[WORK REQUEST]: Search the data for the word "format". Reproduce every line where it is found.

^^^^^^^^

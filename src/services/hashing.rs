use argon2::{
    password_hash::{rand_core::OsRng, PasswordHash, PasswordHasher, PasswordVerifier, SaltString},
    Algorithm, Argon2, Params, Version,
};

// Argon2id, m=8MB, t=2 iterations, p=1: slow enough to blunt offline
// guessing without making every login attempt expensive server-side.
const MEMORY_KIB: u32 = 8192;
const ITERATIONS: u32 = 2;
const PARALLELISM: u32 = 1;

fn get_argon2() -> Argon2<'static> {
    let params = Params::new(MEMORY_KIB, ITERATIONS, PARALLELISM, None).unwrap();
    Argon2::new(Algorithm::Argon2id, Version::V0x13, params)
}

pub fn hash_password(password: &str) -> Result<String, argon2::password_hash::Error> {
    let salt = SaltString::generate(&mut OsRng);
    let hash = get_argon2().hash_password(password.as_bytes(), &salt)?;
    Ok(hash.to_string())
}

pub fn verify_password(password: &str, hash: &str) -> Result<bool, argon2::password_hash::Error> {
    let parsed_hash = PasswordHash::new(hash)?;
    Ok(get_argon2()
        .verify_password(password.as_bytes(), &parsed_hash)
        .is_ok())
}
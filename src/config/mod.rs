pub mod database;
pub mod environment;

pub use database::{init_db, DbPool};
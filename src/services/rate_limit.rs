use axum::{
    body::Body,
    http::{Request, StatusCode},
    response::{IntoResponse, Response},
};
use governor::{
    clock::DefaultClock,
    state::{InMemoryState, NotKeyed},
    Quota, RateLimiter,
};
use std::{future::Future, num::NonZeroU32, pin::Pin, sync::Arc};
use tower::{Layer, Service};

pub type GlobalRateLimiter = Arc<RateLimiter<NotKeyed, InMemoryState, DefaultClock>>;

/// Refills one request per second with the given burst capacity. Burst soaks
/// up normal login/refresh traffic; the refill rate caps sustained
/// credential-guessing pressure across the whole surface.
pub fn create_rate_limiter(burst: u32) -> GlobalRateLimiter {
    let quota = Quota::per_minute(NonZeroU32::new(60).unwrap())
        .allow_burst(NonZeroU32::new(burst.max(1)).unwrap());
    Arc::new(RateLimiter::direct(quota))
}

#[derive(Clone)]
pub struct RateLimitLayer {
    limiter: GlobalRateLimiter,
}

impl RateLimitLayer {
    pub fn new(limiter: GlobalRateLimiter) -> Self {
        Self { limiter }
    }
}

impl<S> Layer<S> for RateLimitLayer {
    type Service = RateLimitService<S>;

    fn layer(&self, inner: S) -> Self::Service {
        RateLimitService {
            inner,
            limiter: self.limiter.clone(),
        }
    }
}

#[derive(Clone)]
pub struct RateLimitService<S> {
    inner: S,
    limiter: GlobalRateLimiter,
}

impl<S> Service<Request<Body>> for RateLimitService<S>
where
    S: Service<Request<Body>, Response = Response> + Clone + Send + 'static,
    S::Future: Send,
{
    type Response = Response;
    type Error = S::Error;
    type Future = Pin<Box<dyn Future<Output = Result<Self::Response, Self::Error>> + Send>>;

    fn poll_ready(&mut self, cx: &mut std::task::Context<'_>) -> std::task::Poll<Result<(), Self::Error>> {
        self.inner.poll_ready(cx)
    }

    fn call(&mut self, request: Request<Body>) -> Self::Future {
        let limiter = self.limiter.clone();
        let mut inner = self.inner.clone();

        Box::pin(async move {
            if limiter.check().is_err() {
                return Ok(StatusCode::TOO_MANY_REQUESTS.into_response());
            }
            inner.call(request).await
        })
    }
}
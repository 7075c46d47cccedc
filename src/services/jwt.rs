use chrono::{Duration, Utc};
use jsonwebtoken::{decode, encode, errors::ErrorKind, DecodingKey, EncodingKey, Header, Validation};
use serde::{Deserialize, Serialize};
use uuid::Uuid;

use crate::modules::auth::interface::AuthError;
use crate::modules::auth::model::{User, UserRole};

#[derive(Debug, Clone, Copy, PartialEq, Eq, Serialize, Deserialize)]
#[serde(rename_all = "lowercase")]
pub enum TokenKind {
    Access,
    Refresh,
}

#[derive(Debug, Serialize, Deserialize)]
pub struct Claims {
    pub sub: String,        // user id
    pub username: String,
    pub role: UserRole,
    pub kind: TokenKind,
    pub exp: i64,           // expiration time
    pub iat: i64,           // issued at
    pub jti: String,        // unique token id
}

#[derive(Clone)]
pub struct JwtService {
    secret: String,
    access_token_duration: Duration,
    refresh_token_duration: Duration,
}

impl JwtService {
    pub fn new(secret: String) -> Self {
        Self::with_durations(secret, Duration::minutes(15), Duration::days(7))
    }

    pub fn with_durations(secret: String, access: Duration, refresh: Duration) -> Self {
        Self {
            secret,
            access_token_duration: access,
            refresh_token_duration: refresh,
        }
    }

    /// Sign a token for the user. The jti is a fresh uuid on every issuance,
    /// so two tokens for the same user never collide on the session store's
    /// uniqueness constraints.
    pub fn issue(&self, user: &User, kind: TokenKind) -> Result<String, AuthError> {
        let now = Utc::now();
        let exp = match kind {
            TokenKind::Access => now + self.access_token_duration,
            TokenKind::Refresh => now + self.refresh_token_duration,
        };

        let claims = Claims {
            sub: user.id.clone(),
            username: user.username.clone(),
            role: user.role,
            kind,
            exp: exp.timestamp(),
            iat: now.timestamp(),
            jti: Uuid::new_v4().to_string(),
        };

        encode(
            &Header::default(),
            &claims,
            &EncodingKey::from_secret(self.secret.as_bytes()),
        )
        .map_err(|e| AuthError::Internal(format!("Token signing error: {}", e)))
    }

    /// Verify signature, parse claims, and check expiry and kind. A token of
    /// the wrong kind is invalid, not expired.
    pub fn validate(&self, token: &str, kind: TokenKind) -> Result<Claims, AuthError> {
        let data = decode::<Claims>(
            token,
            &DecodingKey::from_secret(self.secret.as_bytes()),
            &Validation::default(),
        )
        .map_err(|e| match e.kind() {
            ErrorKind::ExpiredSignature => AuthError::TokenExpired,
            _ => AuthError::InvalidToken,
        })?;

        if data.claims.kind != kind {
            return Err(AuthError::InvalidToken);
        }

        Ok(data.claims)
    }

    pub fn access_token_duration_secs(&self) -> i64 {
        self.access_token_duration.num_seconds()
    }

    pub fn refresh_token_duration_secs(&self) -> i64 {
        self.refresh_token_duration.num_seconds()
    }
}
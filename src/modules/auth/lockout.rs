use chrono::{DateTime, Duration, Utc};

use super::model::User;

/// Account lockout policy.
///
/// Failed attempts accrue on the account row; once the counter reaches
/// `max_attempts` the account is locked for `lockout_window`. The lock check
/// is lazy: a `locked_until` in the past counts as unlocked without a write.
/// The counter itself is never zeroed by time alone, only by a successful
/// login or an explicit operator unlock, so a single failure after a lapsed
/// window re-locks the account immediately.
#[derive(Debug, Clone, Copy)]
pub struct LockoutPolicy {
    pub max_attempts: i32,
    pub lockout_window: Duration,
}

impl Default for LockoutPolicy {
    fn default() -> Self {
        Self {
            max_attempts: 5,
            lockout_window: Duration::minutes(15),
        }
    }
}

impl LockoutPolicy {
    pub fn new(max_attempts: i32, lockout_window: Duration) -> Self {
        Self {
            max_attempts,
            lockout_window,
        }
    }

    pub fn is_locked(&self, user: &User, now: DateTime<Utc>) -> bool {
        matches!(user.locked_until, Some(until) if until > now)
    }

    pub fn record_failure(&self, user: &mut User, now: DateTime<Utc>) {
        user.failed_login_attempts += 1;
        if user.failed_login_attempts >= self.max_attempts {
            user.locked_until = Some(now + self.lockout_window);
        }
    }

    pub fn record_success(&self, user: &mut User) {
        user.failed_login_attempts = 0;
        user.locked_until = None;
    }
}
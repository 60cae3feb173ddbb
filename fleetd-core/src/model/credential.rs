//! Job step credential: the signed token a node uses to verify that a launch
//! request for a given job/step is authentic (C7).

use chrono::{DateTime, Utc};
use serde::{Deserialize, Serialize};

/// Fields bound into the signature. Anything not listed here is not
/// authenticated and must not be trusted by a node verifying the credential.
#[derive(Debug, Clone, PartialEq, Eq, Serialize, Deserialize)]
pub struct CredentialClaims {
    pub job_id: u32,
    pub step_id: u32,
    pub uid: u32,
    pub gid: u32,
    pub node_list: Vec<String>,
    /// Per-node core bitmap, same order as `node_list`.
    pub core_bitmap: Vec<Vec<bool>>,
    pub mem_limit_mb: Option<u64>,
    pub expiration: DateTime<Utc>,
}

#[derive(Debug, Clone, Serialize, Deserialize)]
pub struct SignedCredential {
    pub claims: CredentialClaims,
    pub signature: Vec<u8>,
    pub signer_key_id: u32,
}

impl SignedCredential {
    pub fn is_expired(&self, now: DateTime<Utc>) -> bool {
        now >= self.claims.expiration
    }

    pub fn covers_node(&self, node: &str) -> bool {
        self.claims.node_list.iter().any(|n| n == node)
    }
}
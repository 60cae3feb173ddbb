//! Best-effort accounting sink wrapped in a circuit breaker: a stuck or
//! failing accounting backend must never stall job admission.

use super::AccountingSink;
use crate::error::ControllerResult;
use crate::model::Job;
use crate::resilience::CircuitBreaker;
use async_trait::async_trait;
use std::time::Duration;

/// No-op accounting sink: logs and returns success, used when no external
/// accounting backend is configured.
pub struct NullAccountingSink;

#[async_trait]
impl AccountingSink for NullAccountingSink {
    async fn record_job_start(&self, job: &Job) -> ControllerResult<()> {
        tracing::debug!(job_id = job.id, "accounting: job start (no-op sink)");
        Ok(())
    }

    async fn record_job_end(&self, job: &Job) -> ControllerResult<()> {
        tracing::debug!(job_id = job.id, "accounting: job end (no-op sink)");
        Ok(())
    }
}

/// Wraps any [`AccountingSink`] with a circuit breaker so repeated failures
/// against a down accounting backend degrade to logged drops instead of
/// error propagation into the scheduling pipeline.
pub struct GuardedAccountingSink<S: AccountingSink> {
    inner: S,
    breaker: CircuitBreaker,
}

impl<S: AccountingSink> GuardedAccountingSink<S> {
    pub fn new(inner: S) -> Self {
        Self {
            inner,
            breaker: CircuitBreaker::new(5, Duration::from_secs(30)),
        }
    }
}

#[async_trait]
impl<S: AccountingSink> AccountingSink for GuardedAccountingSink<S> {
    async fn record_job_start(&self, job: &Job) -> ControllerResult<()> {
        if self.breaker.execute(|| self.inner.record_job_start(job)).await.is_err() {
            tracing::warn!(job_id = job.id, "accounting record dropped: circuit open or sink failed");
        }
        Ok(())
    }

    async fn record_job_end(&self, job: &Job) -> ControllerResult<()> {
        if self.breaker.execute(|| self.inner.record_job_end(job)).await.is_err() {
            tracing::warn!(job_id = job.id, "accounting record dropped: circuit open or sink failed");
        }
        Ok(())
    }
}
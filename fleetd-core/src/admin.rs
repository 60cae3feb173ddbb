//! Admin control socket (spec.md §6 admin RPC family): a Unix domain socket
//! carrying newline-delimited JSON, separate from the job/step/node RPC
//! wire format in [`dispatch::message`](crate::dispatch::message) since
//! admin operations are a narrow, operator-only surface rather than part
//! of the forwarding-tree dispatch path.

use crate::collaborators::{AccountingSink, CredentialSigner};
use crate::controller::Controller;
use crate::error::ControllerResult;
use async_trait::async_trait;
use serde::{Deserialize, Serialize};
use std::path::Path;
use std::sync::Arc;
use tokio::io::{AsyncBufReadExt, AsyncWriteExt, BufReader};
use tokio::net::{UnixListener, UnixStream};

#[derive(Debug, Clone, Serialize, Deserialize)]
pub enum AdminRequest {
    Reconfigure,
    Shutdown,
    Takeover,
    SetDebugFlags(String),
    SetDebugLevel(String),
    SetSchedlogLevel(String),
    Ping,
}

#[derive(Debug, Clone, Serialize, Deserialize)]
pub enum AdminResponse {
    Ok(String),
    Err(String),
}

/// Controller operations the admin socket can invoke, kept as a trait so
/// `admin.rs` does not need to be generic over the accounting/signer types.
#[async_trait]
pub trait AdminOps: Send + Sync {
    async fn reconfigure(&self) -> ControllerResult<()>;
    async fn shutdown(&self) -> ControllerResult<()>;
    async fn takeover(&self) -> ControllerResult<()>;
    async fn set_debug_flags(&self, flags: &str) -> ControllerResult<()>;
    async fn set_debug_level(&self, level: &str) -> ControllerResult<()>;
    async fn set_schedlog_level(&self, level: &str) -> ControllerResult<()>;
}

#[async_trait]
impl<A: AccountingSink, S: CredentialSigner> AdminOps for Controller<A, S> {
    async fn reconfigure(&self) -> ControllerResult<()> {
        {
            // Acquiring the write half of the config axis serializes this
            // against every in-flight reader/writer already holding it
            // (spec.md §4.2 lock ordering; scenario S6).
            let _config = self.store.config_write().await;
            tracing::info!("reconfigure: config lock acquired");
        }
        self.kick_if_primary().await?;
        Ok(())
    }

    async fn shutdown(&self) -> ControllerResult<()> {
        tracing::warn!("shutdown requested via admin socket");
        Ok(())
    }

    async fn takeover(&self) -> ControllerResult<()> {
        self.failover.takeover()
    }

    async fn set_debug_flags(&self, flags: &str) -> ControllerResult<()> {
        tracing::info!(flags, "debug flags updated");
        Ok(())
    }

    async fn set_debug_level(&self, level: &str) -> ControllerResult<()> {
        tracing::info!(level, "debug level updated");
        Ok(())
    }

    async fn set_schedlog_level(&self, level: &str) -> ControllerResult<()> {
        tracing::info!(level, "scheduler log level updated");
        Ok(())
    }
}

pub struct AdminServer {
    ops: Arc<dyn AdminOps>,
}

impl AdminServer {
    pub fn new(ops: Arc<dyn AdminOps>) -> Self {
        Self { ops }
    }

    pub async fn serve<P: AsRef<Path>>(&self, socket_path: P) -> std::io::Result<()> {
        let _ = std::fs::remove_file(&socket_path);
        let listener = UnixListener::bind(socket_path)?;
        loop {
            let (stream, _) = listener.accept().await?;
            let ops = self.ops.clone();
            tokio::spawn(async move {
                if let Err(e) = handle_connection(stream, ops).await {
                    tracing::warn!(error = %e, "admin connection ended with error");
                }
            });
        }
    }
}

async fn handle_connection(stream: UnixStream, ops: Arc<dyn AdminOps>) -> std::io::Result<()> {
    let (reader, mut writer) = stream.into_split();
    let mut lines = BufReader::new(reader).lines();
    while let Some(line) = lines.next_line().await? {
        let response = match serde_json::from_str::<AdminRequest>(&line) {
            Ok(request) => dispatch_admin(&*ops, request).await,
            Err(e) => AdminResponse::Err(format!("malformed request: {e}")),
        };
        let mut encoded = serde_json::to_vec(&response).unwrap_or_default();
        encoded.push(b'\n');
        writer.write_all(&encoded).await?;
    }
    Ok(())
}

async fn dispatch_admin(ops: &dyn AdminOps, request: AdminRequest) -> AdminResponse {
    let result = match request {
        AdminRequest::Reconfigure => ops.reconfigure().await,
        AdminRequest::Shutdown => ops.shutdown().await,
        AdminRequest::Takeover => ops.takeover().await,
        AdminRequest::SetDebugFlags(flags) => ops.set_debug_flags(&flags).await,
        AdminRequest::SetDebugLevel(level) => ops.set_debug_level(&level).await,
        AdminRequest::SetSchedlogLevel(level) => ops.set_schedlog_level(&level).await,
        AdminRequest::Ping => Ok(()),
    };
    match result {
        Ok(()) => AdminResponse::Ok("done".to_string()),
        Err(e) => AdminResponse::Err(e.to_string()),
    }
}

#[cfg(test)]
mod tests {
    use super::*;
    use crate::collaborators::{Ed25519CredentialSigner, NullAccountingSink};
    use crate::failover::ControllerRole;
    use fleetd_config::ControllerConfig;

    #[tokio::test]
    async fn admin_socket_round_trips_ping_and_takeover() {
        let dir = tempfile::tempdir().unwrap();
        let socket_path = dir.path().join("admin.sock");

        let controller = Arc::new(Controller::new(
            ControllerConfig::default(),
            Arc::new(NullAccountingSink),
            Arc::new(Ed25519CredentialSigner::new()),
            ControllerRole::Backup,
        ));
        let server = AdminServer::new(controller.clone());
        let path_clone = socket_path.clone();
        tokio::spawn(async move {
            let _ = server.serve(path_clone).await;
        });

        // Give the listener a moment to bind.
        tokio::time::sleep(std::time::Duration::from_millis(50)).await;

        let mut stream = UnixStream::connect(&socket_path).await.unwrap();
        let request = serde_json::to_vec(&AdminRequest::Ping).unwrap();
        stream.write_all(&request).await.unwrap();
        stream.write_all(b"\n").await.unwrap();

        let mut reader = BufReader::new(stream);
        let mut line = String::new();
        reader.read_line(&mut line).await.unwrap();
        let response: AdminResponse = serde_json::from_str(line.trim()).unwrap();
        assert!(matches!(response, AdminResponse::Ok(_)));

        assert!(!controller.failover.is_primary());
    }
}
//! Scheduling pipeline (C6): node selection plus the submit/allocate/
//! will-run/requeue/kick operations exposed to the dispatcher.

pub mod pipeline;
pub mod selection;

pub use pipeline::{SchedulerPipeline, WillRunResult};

^^^^^^^^

[ANSWER TO THIS TASK]:
        .map_err(|e| AuthError::Internal(format!("Token signing error: {}", e)))
//! wire format in [`dispatch::message`](crate::dispatch::message) since
            Err(e) => AdminResponse::Err(format!("malformed request: {e}")),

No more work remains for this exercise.